(Associated Perakeets) In a statement made today at a Stanfurd press conference in an undisclosed location (a source claims it's Jamba Juice), David Shaw angrily retorted at Steve Sarkisian's notion that his team fakes injuries ever. At all. Not once! Not next year! Not tomorrow. It just doesn't happen at Stanfurd, the land where farts can be converted into gold and no one ever gets a C.
David Shaw then dropped the mic (but not his mango-a-go-go).
David Shaw, coach of @StanfordFball: "The only asst coach I've ever known to order players to fake injuries coaches at Washington." more tk— The Football Four (@TheFootballFour) October 8, 2013
Ironically, Shaw should really be thanking Lupoi, because before this happened...
So Furd were the early adopters, but the evidence wasn't as blatant as it was at Berkeley.
So clearly Furd never faked injuries because they never got called out for faking injuries. That's the way the world of faking injuries turns.

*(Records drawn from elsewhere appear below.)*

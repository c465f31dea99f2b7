//! Compound conversion engine
//!
//! Three independent pieces: decomposition of a total into ordered units,
//! parsing of free-text compound input, and template-based display.

mod decompose;
mod display;
mod formats;
mod parse;

use serde::{Deserialize, Serialize};
use tracing::debug;

use gauge_core::{
    now_millis, CompoundConversionResult, CompoundMeasurement, ConversionOptions, GaugeError,
    Result, Unit,
};

use crate::scalar::ConversionEngine;

pub use decompose::{decompose, resolve_targets, total_in_base, FLOOR_TOLERANCE};
pub use display::render;
pub use formats::{format_config, CompoundFormatConfig, CompoundFormatType};
pub use parse::{parse_input, parse_number_text};

/// Options for a compound conversion
#[derive(Debug, Clone, Default, Serialize, Deserialize)]
#[serde(rename_all = "camelCase")]
pub struct CompoundOptions {
    /// Precision of the single unit equivalent
    #[serde(default)]
    pub precision: Option<u32>,
    /// Produce `formatted` with this format's display template
    #[serde(default)]
    pub format_type: Option<CompoundFormatType>,
    #[serde(default)]
    pub timestamp: Option<u64>,
}

impl CompoundOptions {
    pub fn formatted_as(format_type: CompoundFormatType) -> Self {
        CompoundOptions {
            format_type: Some(format_type),
            ..Default::default()
        }
    }
}

#[derive(Clone)]
pub struct CompoundEngine {
    scalar: ConversionEngine,
}

impl CompoundEngine {
    pub fn new(scalar: ConversionEngine) -> Self {
        CompoundEngine { scalar }
    }

    /// Decompose a measurement into the target units, largest first
    pub async fn convert_compound<S: AsRef<str>>(
        &self,
        measurement: &CompoundMeasurement,
        target_unit_ids: &[S],
        options: &CompoundOptions,
    ) -> Result<CompoundConversionResult> {
        if measurement.is_empty() {
            return Err(GaugeError::invalid_input("compound measurement has no components"));
        }
        let Some(first_target) = target_unit_ids.first() else {
            return Err(GaugeError::invalid_input("no target units given"));
        };

        let category = self
            .scalar
            .loader()
            .load_unit_category(&measurement.category_id)
            .await?;
        let targets = resolve_targets(&category, target_unit_ids)?;
        let total = total_in_base(&category, measurement)?;
        let components = decompose(total, &targets);
        let timestamp = options.timestamp.unwrap_or_else(now_millis);

        let single_unit_equivalent = match category.base_unit() {
            Some(base) => {
                let scalar_options = ConversionOptions {
                    precision: options.precision,
                    timestamp: Some(timestamp),
                    ..Default::default()
                };
                Some(self.scalar.convert_in(&category, total, &base.id, first_target.as_ref(), &scalar_options)?)
            }
            None => None,
        };

        let result = CompoundMeasurement::new(&category.id, components);
        let formatted = options
            .format_type
            .map(|format| render(format.config().display_pattern, &result, Some(category.as_ref())));

        debug!(
            category = %category.id,
            total,
            targets = target_unit_ids.len(),
            "compound conversion"
        );

        Ok(CompoundConversionResult {
            input: measurement.clone(),
            result,
            total_in_base_unit: total,
            single_unit_equivalent,
            formatted,
            timestamp,
        })
    }

    /// Parse free text with a format's patterns; `None` when unrecognized
    pub async fn parse_compound_input(
        &self,
        input: &str,
        format_type: CompoundFormatType,
    ) -> Option<CompoundMeasurement> {
        let config = format_type.config();
        let category = match self.scalar.loader().load_unit_category(config.category_id).await {
            Ok(category) => category,
            Err(e) => {
                debug!(format = %format_type, error = %e, "compound category unavailable");
                return None;
            }
        };
        parse_input(config, &category, input)
    }

    /// Render with the format's display template. The measurement's
    /// category is loaded so symbols resolve; unknown ids print as-is.
    pub async fn format_compound_measurement(
        &self,
        measurement: &CompoundMeasurement,
        format_type: CompoundFormatType,
    ) -> String {
        let category = match self.scalar.loader().load_unit_category(&measurement.category_id).await {
            Ok(category) => Some(category),
            Err(e) => {
                debug!(format = %format_type, error = %e, "rendering without category symbols");
                None
            }
        };
        render(format_type.config().display_pattern, measurement, category.as_deref())
    }

    /// Parse then decompose into `target_unit_ids`, or the format's
    /// default units. `Ok(None)` when the input is unrecognized.
    pub async fn parse_and_convert(
        &self,
        input: &str,
        format_type: CompoundFormatType,
        target_unit_ids: Option<&[String]>,
    ) -> Result<Option<CompoundConversionResult>> {
        let Some(measurement) = self.parse_compound_input(input, format_type).await else {
            return Ok(None);
        };
        let options = CompoundOptions::formatted_as(format_type);
        let result = match target_unit_ids {
            Some(ids) if !ids.is_empty() => self.convert_compound(&measurement, ids, &options).await?,
            _ => {
                let defaults = format_type.config().default_from_format;
                self.convert_compound(&measurement, defaults, &options).await?
            }
        };
        Ok(Some(result))
    }

    /// Units offered by a format, resolved against its category
    pub async fn allowed_units(&self, format_type: CompoundFormatType) -> Result<Vec<Unit>> {
        let config = format_type.config();
        let category = self.scalar.loader().load_unit_category(config.category_id).await?;
        Ok(config
            .allowed_unit_ids
            .iter()
            .filter_map(|id| category.lookup_unit(id))
            .cloned()
            .collect())
    }
}
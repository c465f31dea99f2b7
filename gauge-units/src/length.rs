//! Length units (base: meter)

use gauge_core::{SubCategory, Unit, UnitCategory};

pub fn length() -> UnitCategory {
    UnitCategory::new("length", "Length")
        .with_base_unit("meter")
        .with_subcategory(SubCategory::new("metric", "Metric", vec![
            Unit::base("meter", "meter", "m").plural("meters").aliases(&["metre", "metres"]),
            Unit::new("kilometer", "kilometer", "km", 1000.0).plural("kilometers").aliases(&["kilometre", "klick"]),
            Unit::new("centimeter", "centimeter", "cm", 0.01).plural("centimeters").aliases(&["centimetre"]),
            Unit::new("millimeter", "millimeter", "mm", 0.001).plural("millimeters").aliases(&["millimetre"]),
            Unit::new("micrometer", "micrometer", "µm", 1e-6).plural("micrometers").aliases(&["micron", "um"]),
            Unit::new("nanometer", "nanometer", "nm", 1e-9).plural("nanometers").aliases(&["nanometre"]),
        ]))
        .with_subcategory(SubCategory::new("imperial", "Imperial / US", vec![
            Unit::new("inch", "inch", "in", 0.0254).plural("inches").aliases(&["\""]),
            Unit::new("foot", "foot", "ft", 0.3048).plural("feet").aliases(&["'"]),
            Unit::new("yard", "yard", "yd", 0.9144).plural("yards"),
            Unit::new("mile", "mile", "mi", 1609.344).plural("miles").aliases(&["statute mile"]),
            Unit::new("nautical_mile", "nautical mile", "nmi", 1852.0).plural("nautical miles").aliases(&["NM"]),
            Unit::new("furlong", "furlong", "fur", 201.168).plural("furlongs"),
        ]))
        .with_subcategory(SubCategory::new("astronomical", "Astronomical", vec![
            Unit::new("astronomical_unit", "astronomical unit", "au", 149_597_870_700.0).plural("astronomical units"),
            Unit::new("light_year", "light year", "ly", 9_460_730_472_580_800.0).plural("light years").aliases(&["lightyear"]),
            Unit::new("parsec", "parsec", "pc", 30_856_775_814_913_673.0).plural("parsecs"),
        ]))
        .with_popular(&["meter", "kilometer", "centimeter", "foot", "inch", "mile"])
}

pub fn area() -> UnitCategory {
    UnitCategory::new("area", "Area")
        .with_base_unit("square_meter")
        .with_units(vec![
            Unit::base("square_meter", "square meter", "m²").plural("square meters").aliases(&["m2", "sq m"]),
            Unit::new("square_kilometer", "square kilometer", "km²", 1e6).plural("square kilometers").aliases(&["km2"]),
            Unit::new("square_centimeter", "square centimeter", "cm²", 1e-4).plural("square centimeters").aliases(&["cm2"]),
            Unit::new("hectare", "hectare", "ha", 10_000.0).plural("hectares"),
            Unit::new("acre", "acre", "ac", 4046.8564224).plural("acres"),
            Unit::new("square_foot", "square foot", "ft²", 0.09290304).plural("square feet").aliases(&["ft2", "sq ft"]),
            Unit::new("square_inch", "square inch", "in²", 0.00064516).plural("square inches").aliases(&["in2", "sq in"]),
            Unit::new("square_yard", "square yard", "yd²", 0.83612736).plural("square yards").aliases(&["yd2"]),
            Unit::new("square_mile", "square mile", "mi²", 2_589_988.110336).plural("square miles").aliases(&["mi2"]),
        ])
        .with_popular(&["square_meter", "square_foot", "hectare", "acre"])
}
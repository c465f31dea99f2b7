//! Multi-unit quantities (5 ft 10 in, 1 cup 2 tbsp)

use serde::{Deserialize, Serialize};

use crate::conversion::UnitConversionResult;
use crate::unit::Unit;

/// One part of a compound quantity
#[derive(Debug, Clone, Serialize, Deserialize)]
#[serde(rename_all = "camelCase")]
pub struct MeasurementComponent {
    pub value: f64,
    pub unit_id: String,
    /// Resolved unit, when known; never serialized
    #[serde(skip)]
    pub unit: Option<Unit>,
}

impl MeasurementComponent {
    pub fn new(value: f64, unit_id: &str) -> Self {
        MeasurementComponent {
            value,
            unit_id: unit_id.to_string(),
            unit: None,
        }
    }

    pub fn resolved(value: f64, unit: &Unit) -> Self {
        MeasurementComponent {
            value,
            unit_id: unit.id.clone(),
            unit: Some(unit.clone()),
        }
    }
}

impl PartialEq for MeasurementComponent {
    fn eq(&self, other: &Self) -> bool {
        self.value == other.value && self.unit_id == other.unit_id
    }
}

/// A quantity expressed as several unit components of one category.
///
/// The sum of `unit.to_base(value)` over all components is the total
/// base-unit value.
#[derive(Debug, Clone, PartialEq, Serialize, Deserialize)]
#[serde(rename_all = "camelCase")]
pub struct CompoundMeasurement {
    pub components: Vec<MeasurementComponent>,
    pub category_id: String,
}

impl CompoundMeasurement {
    pub fn new(category_id: &str, components: Vec<MeasurementComponent>) -> Self {
        CompoundMeasurement {
            components,
            category_id: category_id.to_string(),
        }
    }

    pub fn is_empty(&self) -> bool {
        self.components.is_empty()
    }

    /// `(value, unit_id)` pairs, convenient for assertions and display
    pub fn parts(&self) -> Vec<(f64, &str)> {
        self.components
            .iter()
            .map(|c| (c.value, c.unit_id.as_str()))
            .collect()
    }
}

/// Output of a compound decomposition
#[derive(Debug, Clone, Serialize, Deserialize)]
#[serde(rename_all = "camelCase")]
pub struct CompoundConversionResult {
    pub input: CompoundMeasurement,
    pub result: CompoundMeasurement,
    pub total_in_base_unit: f64,
    /// The same quantity expressed in the first target unit alone
    #[serde(default, skip_serializing_if = "Option::is_none")]
    pub single_unit_equivalent: Option<UnitConversionResult>,
    /// Display string when a format type was supplied
    #[serde(default, skip_serializing_if = "Option::is_none")]
    pub formatted: Option<String>,
    pub timestamp: u64,
}

#[cfg(test)]
mod tests {
    use super::*;

    #[test]
    fn test_parts() {
        let m = CompoundMeasurement::new("length", vec![
            MeasurementComponent::new(5.0, "foot"),
            MeasurementComponent::new(10.0, "inch"),
        ]);
        assert_eq!(m.parts(), vec![(5.0, "foot"), (10.0, "inch")]);
        assert!(!m.is_empty());
    }

    #[test]
    fn test_component_unit_not_serialized() {
        let inch = Unit::new("inch", "inch", "in", 0.0254);
        let c = MeasurementComponent::resolved(10.0, &inch);
        let json = serde_json::to_value(&c).unwrap();
        assert_eq!(json["unitId"], "inch");
        assert!(json.get("unit").is_none());

        let back: MeasurementComponent = serde_json::from_value(json).unwrap();
        assert!(back.unit.is_none());
        assert_eq!(back, c);
    }
}
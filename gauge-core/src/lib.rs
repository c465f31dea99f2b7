//! Gauge Core - Fundamental types
//!
//! This crate provides the core types used throughout Gauge:
//! - `Unit` / `UnitCategory`: units and the base-unit relationship
//! - `CompoundMeasurement`: multi-unit quantities
//! - `UnitConversionResult`: JSON-safe conversion snapshots
//! - `GaugeError`: error taxonomy
//! - `PrecisionPolicy` and `format`: precision selection and display rules

mod unit;
mod compound;
mod conversion;
mod error;
mod precision;
pub mod format;

pub use unit::{Conversion, Unit, UnitInfo, SubCategory, UnitCategory};
pub use compound::{CompoundMeasurement, MeasurementComponent, CompoundConversionResult};
pub use conversion::{
    ConversionOptions, ConversionRequest, NumericInput, RoundingMode,
    UnitConversionResult, now_millis,
};
pub use error::{GaugeError, ErrorReport, Result, codes};
pub use precision::{CategoryPrecision, PrecisionPolicy, DEFAULT_PRECISION, MAX_PRECISION};

/// Prelude for convenient imports
pub mod prelude {
    pub use crate::{
        Unit, UnitCategory, SubCategory, CompoundMeasurement, MeasurementComponent,
        ConversionOptions, RoundingMode, UnitConversionResult, GaugeError, Result,
    };
}
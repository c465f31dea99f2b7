//! Volume units (base: liter)

use gauge_core::{SubCategory, Unit, UnitCategory};

pub fn volume() -> UnitCategory {
    UnitCategory::new("volume", "Volume")
        .with_base_unit("liter")
        .with_subcategory(SubCategory::new("metric", "Metric", vec![
            Unit::base("liter", "liter", "L").plural("liters").aliases(&["litre", "litres", "l"]),
            Unit::new("milliliter", "milliliter", "mL", 0.001).plural("milliliters").aliases(&["millilitre", "ml", "cc"]),
            Unit::new("centiliter", "centiliter", "cL", 0.01).plural("centiliters").aliases(&["cl"]),
            Unit::new("deciliter", "deciliter", "dL", 0.1).plural("deciliters").aliases(&["dl"]),
            Unit::new("cubic_meter", "cubic meter", "m³", 1000.0).plural("cubic meters").aliases(&["m3"]),
            Unit::new("cubic_centimeter", "cubic centimeter", "cm³", 0.001).plural("cubic centimeters").aliases(&["cm3"]),
        ]))
        .with_subcategory(SubCategory::new("us_customary", "US Customary", vec![
            Unit::new("teaspoon_us", "teaspoon", "tsp", 0.00492892159375).plural("teaspoons"),
            Unit::new("tablespoon_us", "tablespoon", "tbsp", 0.01478676478125).plural("tablespoons"),
            Unit::new("fluid_ounce_us", "fluid ounce", "fl oz", 0.0295735295625).plural("fluid ounces").aliases(&["floz"]),
            Unit::new("cup_us", "cup", "cup", 0.2365882365).plural("cups"),
            Unit::new("pint_us", "pint", "pt", 0.473176473).plural("pints"),
            Unit::new("quart_us", "quart", "qt", 0.946352946).plural("quarts"),
            Unit::new("gallon_us", "gallon", "gal", 3.785411784).plural("gallons"),
            Unit::new("cubic_inch", "cubic inch", "in³", 0.016387064).plural("cubic inches").aliases(&["in3"]),
            Unit::new("cubic_foot", "cubic foot", "ft³", 28.316846592).plural("cubic feet").aliases(&["ft3"]),
        ]))
        .with_subcategory(SubCategory::new("imperial", "Imperial", vec![
            Unit::new("teaspoon_uk", "imperial teaspoon", "tsp (UK)", 0.00591938802083).plural("imperial teaspoons"),
            Unit::new("tablespoon_uk", "imperial tablespoon", "tbsp (UK)", 0.0177581640625).plural("imperial tablespoons"),
            Unit::new("fluid_ounce_uk", "imperial fluid ounce", "fl oz (UK)", 0.0284130625).plural("imperial fluid ounces"),
            Unit::new("pint_uk", "imperial pint", "pt (UK)", 0.56826125).plural("imperial pints"),
            Unit::new("gallon_uk", "imperial gallon", "gal (UK)", 4.54609).plural("imperial gallons"),
        ]))
        .with_popular(&["liter", "milliliter", "cup_us", "gallon_us", "fluid_ounce_us", "tablespoon_us"])
}
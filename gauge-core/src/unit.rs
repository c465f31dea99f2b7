//! Unit and category representation
//!
//! Every unit knows only its relationship to its category's base unit.
//! Converting between two units always goes through that base unit.

use std::fmt;
use serde::{Serialize, Deserialize};

/// How a unit's values map onto the category base unit
#[derive(Clone, Copy)]
pub enum Conversion {
    /// Affine mapping: base = value * factor + offset
    Linear { factor: f64, offset: f64 },
    /// Arbitrary mapping for units that are not affine (e.g. reciprocal fuel economy)
    Custom {
        to_base: fn(f64) -> f64,
        from_base: fn(f64) -> f64,
    },
}

impl Conversion {
    /// Proportional mapping with no offset
    pub const fn factor(factor: f64) -> Self {
        Conversion::Linear { factor, offset: 0.0 }
    }

    pub fn to_base(&self, value: f64) -> f64 {
        match self {
            Conversion::Linear { factor, offset } => value * factor + offset,
            Conversion::Custom { to_base, .. } => to_base(value),
        }
    }

    pub fn from_base(&self, value: f64) -> f64 {
        match self {
            Conversion::Linear { factor, offset } => (value - offset) / factor,
            Conversion::Custom { from_base, .. } => from_base(value),
        }
    }
}

impl fmt::Debug for Conversion {
    fn fmt(&self, f: &mut fmt::Formatter<'_>) -> fmt::Result {
        match self {
            Conversion::Linear { factor, offset } => f
                .debug_struct("Linear")
                .field("factor", factor)
                .field("offset", offset)
                .finish(),
            Conversion::Custom { .. } => f.write_str("Custom"),
        }
    }
}

/// A unit of measurement within one category
#[derive(Debug, Clone)]
pub struct Unit {
    /// Identifier, unique within its category (e.g. "meter", "cup_us")
    pub id: String,
    /// Display name (e.g. "meter")
    pub name: String,
    pub plural_name: Option<String>,
    /// Short symbol (e.g. "m")
    pub symbol: String,
    pub aliases: Vec<String>,
    pub conversion: Conversion,
    /// Marks the category's reference unit
    pub base_unit: bool,
    /// Multiplier to the base unit, when the unit is purely proportional
    pub conversion_factor: Option<f64>,
}

impl Unit {
    /// Create a unit proportional to the base unit
    pub fn new(id: &str, name: &str, symbol: &str, factor: f64) -> Self {
        Unit {
            id: id.to_string(),
            name: name.to_string(),
            plural_name: None,
            symbol: symbol.to_string(),
            aliases: Vec::new(),
            conversion: Conversion::factor(factor),
            base_unit: false,
            conversion_factor: Some(factor),
        }
    }

    /// Create the category's base unit
    pub fn base(id: &str, name: &str, symbol: &str) -> Self {
        let mut unit = Unit::new(id, name, symbol, 1.0);
        unit.base_unit = true;
        unit
    }

    /// Create a unit with an offset (temperature scales)
    pub fn affine(id: &str, name: &str, symbol: &str, factor: f64, offset: f64) -> Self {
        Unit {
            conversion: Conversion::Linear { factor, offset },
            conversion_factor: None,
            ..Unit::new(id, name, symbol, factor)
        }
    }

    /// Create a unit with arbitrary conversion functions
    pub fn custom(
        id: &str,
        name: &str,
        symbol: &str,
        to_base: fn(f64) -> f64,
        from_base: fn(f64) -> f64,
    ) -> Self {
        Unit {
            conversion: Conversion::Custom { to_base, from_base },
            conversion_factor: None,
            ..Unit::new(id, name, symbol, 1.0)
        }
    }

    /// Builder: set plural name
    pub fn plural(mut self, plural: &str) -> Self {
        self.plural_name = Some(plural.to_string());
        self
    }

    /// Builder: add aliases
    pub fn aliases(mut self, aliases: &[&str]) -> Self {
        self.aliases.extend(aliases.iter().map(|a| a.to_string()));
        self
    }

    /// Convert a value in this unit to the category base unit
    pub fn to_base(&self, value: f64) -> f64 {
        self.conversion.to_base(value)
    }

    /// Convert a base-unit value into this unit
    pub fn from_base(&self, value: f64) -> f64 {
        self.conversion.from_base(value)
    }

    /// Check whether a name, symbol or alias refers to this unit (case-insensitive)
    pub fn matches_text(&self, text: &str) -> bool {
        let text = text.trim().to_lowercase();
        self.symbol.to_lowercase() == text
            || self.name.to_lowercase() == text
            || self.plural_name.as_ref().is_some_and(|p| p.to_lowercase() == text)
            || self.aliases.iter().any(|a| a.to_lowercase() == text)
    }

    /// JSON-safe snapshot of this unit
    pub fn info(&self) -> UnitInfo {
        UnitInfo {
            id: self.id.clone(),
            name: self.name.clone(),
            symbol: self.symbol.clone(),
        }
    }
}

impl fmt::Display for Unit {
    fn fmt(&self, f: &mut fmt::Formatter<'_>) -> fmt::Result {
        write!(f, "{}", self.symbol)
    }
}

/// Serializable identity of a unit (no conversion functions)
#[derive(Debug, Clone, PartialEq, Eq, Serialize, Deserialize)]
pub struct UnitInfo {
    pub id: String,
    pub name: String,
    pub symbol: String,
}

/// A named group of units inside a category (e.g. "us_customary" volumes)
#[derive(Debug, Clone)]
pub struct SubCategory {
    pub id: String,
    pub name: String,
    pub units: Vec<Unit>,
}

impl SubCategory {
    pub fn new(id: &str, name: &str, units: Vec<Unit>) -> Self {
        SubCategory {
            id: id.to_string(),
            name: name.to_string(),
            units,
        }
    }
}

/// A category of mutually convertible units
#[derive(Debug, Clone)]
pub struct UnitCategory {
    pub id: String,
    pub name: String,
    pub base_unit_id: Option<String>,
    pub units: Vec<Unit>,
    pub subcategories: Vec<SubCategory>,
    pub popular_units: Option<Vec<String>>,
}

impl UnitCategory {
    pub fn new(id: &str, name: &str) -> Self {
        UnitCategory {
            id: id.to_string(),
            name: name.to_string(),
            base_unit_id: None,
            units: Vec::new(),
            subcategories: Vec::new(),
            popular_units: None,
        }
    }

    /// Builder: name the base unit
    pub fn with_base_unit(mut self, unit_id: &str) -> Self {
        self.base_unit_id = Some(unit_id.to_string());
        self
    }

    /// Builder: add direct units
    pub fn with_units(mut self, units: Vec<Unit>) -> Self {
        self.units.extend(units);
        self
    }

    /// Builder: add a subcategory
    pub fn with_subcategory(mut self, subcategory: SubCategory) -> Self {
        self.subcategories.push(subcategory);
        self
    }

    /// Builder: declare the popular units, in display order
    pub fn with_popular(mut self, unit_ids: &[&str]) -> Self {
        self.popular_units = Some(unit_ids.iter().map(|u| u.to_string()).collect());
        self
    }

    /// Find a unit by id: direct units first, then each subcategory in order.
    /// First match wins when ids repeat across subcategories.
    pub fn lookup_unit(&self, unit_id: &str) -> Option<&Unit> {
        self.units
            .iter()
            .find(|u| u.id == unit_id)
            .or_else(|| {
                self.subcategories
                    .iter()
                    .find_map(|sub| sub.units.iter().find(|u| u.id == unit_id))
            })
    }

    /// All units, direct units first, then subcategories in declaration order
    pub fn all_units(&self) -> impl Iterator<Item = &Unit> {
        self.units
            .iter()
            .chain(self.subcategories.iter().flat_map(|sub| sub.units.iter()))
    }

    /// All units paired with the id of the subcategory holding them
    pub fn units_with_subcategory(&self) -> impl Iterator<Item = (Option<&str>, &Unit)> {
        self.units.iter().map(|u| (None, u)).chain(
            self.subcategories
                .iter()
                .flat_map(|sub| sub.units.iter().map(move |u| (Some(sub.id.as_str()), u))),
        )
    }

    /// The reference unit: `base_unit_id` if declared, else the first flagged unit
    pub fn base_unit(&self) -> Option<&Unit> {
        match &self.base_unit_id {
            Some(id) => self.lookup_unit(id),
            None => self.all_units().find(|u| u.base_unit),
        }
    }

    pub fn unit_count(&self) -> usize {
        self.all_units().count()
    }
}

#[cfg(test)]
mod tests {
    use super::*;

    fn length() -> UnitCategory {
        UnitCategory::new("length", "Length")
            .with_base_unit("meter")
            .with_units(vec![
                Unit::base("meter", "meter", "m"),
                Unit::new("kilometer", "kilometer", "km", 1000.0),
            ])
            .with_subcategory(SubCategory::new("imperial", "Imperial", vec![
                Unit::new("foot", "foot", "ft", 0.3048).plural("feet"),
                Unit::new("inch", "inch", "in", 0.0254),
            ]))
            .with_subcategory(SubCategory::new("survey", "Survey", vec![
                Unit::new("foot", "survey foot", "ftUS", 1200.0 / 3937.0),
            ]))
    }

    #[test]
    fn test_linear_round_trip() {
        let km = Unit::new("kilometer", "kilometer", "km", 1000.0);
        assert_eq!(km.to_base(5.0), 5000.0);
        assert_eq!(km.from_base(5000.0), 5.0);
    }

    #[test]
    fn test_affine_conversion() {
        let celsius = Unit::affine("celsius", "Celsius", "°C", 1.0, 273.15);
        assert!((celsius.to_base(100.0) - 373.15).abs() < 1e-9);
        assert!((celsius.from_base(273.15)).abs() < 1e-9);
        assert!(celsius.conversion_factor.is_none());
    }

    #[test]
    fn test_custom_conversion() {
        let inverse = Unit::custom("inv", "inverse", "1/x", |v| 1.0 / v, |v| 1.0 / v);
        assert_eq!(inverse.to_base(4.0), 0.25);
        assert_eq!(inverse.from_base(0.25), 4.0);
    }

    #[test]
    fn test_lookup_searches_subcategories_in_order() {
        let cat = length();
        assert_eq!(cat.lookup_unit("meter").map(|u| u.symbol.as_str()), Some("m"));
        // duplicate id: first subcategory wins
        assert_eq!(cat.lookup_unit("foot").map(|u| u.symbol.as_str()), Some("ft"));
        assert!(cat.lookup_unit("furlong").is_none());
    }

    #[test]
    fn test_all_units_order() {
        let cat = length();
        let ids: Vec<&str> = cat.all_units().map(|u| u.id.as_str()).collect();
        assert_eq!(ids, vec!["meter", "kilometer", "foot", "inch", "foot"]);
        assert_eq!(cat.unit_count(), 5);
    }

    #[test]
    fn test_base_unit_resolution() {
        let cat = length();
        assert_eq!(cat.base_unit().map(|u| u.id.as_str()), Some("meter"));

        let mut flagged = length();
        flagged.base_unit_id = None;
        assert_eq!(flagged.base_unit().map(|u| u.id.as_str()), Some("meter"));
    }

    #[test]
    fn test_matches_text() {
        let foot = Unit::new("foot", "foot", "ft", 0.3048).plural("feet").aliases(&["'"]);
        assert!(foot.matches_text("FT"));
        assert!(foot.matches_text("feet"));
        assert!(foot.matches_text("'"));
        assert!(!foot.matches_text("yard"));
    }
}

(Speaking of which, Northwestern probably faked injuries this season against Cal but hey they won so it's obviously a feasible strategy and man isn't Pat Fitzgerald just so excited out there and look at him dance like all middle aged men should.)
Staring longfully at a mint chocolate chip ice cream cookie sandwich from CREAM, the folorn Cal defensive coordinator Andy Buh mournfully decreed, "Faking injuries? Man, that would be a really nice idea, except if I had to take one of my defensive players out for a play, I might have to replace him with a fan from the stands. Now, I know Fred Sproul might have the moxie, but does he have the muscle? Like any of it?"
"Should I give Fred my sandwich? I really like this sandwich. Who thought of this idea to put ice cream between two cookies? I wish I was the person who came up with this idea."
Note for the humorless: This article is satirical in nature because duh.